■ Problem requirements ■
Please return all lines of the data below containing the string "impl".

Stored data
—————
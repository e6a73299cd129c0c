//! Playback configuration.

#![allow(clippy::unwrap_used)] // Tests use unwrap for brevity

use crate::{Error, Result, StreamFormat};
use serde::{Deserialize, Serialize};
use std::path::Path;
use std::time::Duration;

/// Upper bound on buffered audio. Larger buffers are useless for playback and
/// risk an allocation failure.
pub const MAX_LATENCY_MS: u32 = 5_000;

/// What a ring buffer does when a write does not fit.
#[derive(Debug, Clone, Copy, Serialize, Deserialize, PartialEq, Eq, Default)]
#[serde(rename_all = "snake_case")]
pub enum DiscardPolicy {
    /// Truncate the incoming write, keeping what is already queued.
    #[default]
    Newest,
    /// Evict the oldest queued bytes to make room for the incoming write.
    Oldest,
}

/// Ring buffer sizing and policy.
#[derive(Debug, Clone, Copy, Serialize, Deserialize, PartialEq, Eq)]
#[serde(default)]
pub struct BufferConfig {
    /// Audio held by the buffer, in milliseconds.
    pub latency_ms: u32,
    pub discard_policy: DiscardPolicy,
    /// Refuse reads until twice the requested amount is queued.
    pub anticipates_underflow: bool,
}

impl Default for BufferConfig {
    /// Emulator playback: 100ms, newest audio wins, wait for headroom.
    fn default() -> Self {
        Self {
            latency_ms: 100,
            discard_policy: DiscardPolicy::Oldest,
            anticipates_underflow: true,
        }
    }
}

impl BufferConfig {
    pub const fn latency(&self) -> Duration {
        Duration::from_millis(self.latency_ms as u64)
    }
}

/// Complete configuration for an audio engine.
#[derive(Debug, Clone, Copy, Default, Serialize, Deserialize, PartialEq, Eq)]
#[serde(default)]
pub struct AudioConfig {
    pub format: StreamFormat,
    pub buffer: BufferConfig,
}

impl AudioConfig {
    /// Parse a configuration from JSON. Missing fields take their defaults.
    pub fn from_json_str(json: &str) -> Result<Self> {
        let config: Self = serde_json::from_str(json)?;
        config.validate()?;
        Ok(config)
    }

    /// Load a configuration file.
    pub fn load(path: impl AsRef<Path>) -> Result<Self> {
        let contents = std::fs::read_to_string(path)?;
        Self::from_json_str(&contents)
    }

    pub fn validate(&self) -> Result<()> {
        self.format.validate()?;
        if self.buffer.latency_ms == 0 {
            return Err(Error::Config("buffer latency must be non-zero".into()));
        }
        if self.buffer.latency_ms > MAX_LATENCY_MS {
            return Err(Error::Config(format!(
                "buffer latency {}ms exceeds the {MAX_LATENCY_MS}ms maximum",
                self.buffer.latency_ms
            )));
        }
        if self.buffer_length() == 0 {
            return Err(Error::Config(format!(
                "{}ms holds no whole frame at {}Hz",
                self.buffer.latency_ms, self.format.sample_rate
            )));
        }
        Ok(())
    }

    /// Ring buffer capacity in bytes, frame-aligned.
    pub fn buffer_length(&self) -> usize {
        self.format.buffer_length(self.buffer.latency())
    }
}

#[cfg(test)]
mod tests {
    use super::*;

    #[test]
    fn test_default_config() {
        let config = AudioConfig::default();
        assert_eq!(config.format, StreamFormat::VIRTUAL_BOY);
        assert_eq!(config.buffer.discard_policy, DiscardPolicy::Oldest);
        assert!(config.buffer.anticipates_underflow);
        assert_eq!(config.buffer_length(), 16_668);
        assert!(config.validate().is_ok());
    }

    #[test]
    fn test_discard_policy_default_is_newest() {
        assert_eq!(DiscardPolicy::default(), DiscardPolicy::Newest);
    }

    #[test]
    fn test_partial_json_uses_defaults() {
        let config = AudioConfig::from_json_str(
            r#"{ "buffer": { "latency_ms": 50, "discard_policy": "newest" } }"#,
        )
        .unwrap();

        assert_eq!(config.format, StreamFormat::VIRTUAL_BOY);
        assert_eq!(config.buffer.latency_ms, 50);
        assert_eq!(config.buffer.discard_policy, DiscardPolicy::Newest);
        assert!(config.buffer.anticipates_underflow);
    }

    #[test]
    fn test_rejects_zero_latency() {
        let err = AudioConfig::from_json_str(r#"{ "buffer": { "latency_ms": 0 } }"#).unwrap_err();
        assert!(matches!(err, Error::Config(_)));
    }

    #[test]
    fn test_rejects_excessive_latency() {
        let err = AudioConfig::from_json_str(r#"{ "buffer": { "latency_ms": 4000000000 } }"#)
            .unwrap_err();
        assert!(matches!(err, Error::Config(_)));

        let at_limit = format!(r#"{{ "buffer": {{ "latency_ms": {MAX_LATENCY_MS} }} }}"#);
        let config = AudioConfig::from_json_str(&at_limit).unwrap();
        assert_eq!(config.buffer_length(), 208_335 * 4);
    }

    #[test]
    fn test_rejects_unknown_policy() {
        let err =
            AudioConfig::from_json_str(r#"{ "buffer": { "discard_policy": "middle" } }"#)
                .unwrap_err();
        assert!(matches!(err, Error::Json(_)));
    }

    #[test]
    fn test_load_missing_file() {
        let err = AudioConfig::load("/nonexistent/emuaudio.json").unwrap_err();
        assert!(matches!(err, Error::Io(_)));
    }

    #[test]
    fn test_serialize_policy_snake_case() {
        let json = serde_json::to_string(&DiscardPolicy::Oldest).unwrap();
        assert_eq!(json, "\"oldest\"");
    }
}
—————
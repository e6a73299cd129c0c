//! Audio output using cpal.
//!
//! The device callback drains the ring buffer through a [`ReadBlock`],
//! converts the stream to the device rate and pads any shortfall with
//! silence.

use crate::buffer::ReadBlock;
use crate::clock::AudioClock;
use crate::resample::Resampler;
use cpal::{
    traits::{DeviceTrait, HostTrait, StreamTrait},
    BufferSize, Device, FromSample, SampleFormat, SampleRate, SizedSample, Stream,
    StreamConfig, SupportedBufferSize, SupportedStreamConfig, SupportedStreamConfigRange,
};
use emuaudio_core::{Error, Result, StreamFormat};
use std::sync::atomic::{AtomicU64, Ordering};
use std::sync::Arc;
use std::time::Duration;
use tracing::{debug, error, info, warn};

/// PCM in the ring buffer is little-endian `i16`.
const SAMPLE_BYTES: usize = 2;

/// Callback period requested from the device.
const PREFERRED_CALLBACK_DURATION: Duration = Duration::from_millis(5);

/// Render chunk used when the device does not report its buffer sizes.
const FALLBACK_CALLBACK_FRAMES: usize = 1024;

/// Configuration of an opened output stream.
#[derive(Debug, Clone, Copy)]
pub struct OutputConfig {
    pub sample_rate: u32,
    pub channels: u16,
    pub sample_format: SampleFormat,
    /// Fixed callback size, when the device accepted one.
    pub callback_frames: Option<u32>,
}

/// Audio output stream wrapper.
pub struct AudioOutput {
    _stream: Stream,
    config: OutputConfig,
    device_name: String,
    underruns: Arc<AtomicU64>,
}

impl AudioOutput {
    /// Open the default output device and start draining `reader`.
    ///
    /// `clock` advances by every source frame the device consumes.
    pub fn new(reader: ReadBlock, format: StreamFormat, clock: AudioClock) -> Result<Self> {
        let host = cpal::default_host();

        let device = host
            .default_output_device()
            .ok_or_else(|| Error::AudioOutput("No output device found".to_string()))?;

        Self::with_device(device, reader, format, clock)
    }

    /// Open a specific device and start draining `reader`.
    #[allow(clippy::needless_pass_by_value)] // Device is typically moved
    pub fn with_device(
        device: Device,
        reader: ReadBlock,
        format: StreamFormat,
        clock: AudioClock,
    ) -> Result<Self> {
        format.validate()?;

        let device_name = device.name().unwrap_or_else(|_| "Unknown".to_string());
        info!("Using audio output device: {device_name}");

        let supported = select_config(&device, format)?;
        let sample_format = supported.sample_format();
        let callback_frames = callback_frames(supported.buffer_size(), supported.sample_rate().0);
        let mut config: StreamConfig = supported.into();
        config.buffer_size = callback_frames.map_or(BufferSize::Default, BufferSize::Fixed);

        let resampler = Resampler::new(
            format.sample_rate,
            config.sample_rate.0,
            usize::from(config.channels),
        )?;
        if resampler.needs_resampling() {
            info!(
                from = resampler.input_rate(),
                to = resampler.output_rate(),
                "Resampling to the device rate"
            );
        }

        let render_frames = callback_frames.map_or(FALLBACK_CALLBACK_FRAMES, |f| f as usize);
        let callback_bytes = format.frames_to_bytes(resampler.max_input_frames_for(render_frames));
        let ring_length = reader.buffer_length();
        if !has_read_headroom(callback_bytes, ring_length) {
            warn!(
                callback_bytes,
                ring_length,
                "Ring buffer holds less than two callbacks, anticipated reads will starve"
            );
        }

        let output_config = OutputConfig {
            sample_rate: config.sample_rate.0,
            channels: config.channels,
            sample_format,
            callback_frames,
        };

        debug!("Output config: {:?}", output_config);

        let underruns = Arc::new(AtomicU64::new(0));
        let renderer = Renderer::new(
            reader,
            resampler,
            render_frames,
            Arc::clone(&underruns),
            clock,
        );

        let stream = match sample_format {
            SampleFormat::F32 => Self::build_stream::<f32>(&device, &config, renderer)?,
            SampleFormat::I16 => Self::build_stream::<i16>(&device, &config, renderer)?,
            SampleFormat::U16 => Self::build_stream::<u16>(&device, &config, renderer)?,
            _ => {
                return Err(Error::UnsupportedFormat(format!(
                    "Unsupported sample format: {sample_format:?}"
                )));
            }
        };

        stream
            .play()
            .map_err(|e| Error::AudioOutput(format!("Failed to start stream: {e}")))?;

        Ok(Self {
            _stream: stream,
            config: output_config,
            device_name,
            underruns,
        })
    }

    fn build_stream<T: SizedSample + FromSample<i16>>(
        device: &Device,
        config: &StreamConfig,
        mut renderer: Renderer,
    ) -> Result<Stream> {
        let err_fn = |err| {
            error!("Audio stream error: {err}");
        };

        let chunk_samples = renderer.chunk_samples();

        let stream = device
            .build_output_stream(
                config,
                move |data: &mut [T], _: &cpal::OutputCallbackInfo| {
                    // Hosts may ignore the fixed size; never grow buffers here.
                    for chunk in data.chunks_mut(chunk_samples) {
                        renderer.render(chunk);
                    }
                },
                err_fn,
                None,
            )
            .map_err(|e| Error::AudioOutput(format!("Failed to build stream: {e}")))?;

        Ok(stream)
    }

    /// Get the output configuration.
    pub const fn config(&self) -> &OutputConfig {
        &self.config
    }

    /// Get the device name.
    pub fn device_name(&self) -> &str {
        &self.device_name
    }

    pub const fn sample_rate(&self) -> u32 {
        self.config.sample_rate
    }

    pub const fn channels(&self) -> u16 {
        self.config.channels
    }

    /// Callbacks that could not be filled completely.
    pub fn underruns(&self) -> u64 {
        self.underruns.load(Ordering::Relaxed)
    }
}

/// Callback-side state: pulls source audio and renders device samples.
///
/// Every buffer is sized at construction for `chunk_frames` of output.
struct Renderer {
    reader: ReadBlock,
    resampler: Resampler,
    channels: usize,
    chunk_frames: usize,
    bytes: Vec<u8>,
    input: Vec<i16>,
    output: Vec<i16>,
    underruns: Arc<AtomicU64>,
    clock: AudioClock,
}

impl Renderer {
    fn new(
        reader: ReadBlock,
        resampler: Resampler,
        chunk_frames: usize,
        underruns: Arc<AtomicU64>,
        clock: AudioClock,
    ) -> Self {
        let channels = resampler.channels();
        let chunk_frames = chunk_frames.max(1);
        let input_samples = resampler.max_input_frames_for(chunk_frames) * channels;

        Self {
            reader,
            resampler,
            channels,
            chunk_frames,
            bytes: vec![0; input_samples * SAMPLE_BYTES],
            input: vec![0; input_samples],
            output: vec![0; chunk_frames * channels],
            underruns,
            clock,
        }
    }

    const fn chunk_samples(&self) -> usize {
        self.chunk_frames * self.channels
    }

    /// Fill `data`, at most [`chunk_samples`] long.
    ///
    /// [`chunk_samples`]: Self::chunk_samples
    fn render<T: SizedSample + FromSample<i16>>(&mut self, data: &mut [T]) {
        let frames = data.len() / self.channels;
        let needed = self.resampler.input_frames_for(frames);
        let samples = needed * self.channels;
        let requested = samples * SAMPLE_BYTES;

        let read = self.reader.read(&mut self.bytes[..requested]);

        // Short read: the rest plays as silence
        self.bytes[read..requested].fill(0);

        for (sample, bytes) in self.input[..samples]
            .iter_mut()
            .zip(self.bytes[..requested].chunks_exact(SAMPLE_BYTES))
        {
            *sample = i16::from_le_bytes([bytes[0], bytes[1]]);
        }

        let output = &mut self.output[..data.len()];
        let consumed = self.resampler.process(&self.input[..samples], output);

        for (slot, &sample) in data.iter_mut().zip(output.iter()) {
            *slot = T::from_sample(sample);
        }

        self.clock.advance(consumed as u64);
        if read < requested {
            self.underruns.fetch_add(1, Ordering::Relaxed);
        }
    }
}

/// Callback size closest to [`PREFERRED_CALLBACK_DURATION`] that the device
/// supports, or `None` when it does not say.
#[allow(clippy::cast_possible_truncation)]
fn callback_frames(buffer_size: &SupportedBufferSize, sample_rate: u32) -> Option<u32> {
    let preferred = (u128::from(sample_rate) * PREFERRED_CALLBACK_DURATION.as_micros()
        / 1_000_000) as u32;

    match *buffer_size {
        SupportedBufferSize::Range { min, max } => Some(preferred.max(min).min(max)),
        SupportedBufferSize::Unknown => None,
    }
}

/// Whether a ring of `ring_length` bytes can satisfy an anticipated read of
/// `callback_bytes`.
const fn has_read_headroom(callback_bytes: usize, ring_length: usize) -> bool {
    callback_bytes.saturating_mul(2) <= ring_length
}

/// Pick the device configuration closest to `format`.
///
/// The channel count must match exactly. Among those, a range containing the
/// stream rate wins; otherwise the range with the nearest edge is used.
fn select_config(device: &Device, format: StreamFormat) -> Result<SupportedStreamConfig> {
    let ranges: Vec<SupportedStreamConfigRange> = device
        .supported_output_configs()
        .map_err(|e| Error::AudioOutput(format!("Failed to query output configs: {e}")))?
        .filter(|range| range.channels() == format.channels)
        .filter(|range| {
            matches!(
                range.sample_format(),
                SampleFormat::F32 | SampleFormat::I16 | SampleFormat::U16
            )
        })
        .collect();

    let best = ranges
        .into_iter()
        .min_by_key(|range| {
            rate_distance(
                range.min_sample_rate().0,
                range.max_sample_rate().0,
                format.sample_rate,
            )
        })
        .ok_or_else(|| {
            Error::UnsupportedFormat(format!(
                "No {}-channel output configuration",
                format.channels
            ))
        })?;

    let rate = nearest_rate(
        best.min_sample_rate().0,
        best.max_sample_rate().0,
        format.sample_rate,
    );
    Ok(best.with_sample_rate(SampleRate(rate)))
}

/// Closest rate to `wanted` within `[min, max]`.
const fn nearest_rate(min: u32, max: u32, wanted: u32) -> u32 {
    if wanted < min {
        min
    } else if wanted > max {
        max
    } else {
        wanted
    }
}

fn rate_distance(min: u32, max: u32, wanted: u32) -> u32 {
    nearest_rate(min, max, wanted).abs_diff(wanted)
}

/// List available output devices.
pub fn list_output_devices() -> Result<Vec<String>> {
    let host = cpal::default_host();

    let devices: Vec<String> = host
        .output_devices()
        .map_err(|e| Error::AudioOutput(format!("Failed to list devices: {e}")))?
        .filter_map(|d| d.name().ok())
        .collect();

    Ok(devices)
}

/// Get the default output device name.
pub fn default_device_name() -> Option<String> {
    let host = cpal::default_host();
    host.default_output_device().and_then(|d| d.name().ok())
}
—————
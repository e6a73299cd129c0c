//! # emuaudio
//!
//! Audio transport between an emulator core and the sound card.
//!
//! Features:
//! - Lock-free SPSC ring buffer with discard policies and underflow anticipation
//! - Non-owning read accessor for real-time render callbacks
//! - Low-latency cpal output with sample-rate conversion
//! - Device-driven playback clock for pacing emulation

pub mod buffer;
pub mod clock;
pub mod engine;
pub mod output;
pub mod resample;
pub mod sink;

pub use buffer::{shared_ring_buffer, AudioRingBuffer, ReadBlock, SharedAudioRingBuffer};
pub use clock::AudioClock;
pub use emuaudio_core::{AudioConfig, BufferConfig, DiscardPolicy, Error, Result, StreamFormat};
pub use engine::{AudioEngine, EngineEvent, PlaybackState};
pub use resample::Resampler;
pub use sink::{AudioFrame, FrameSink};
—————
■ Problem solution ■
impl Default for BufferConfig {
impl BufferConfig {
impl AudioConfig {
    pub fn load(path: impl AsRef<Path>) -> Result<Self> {
impl AudioOutput {
impl Renderer {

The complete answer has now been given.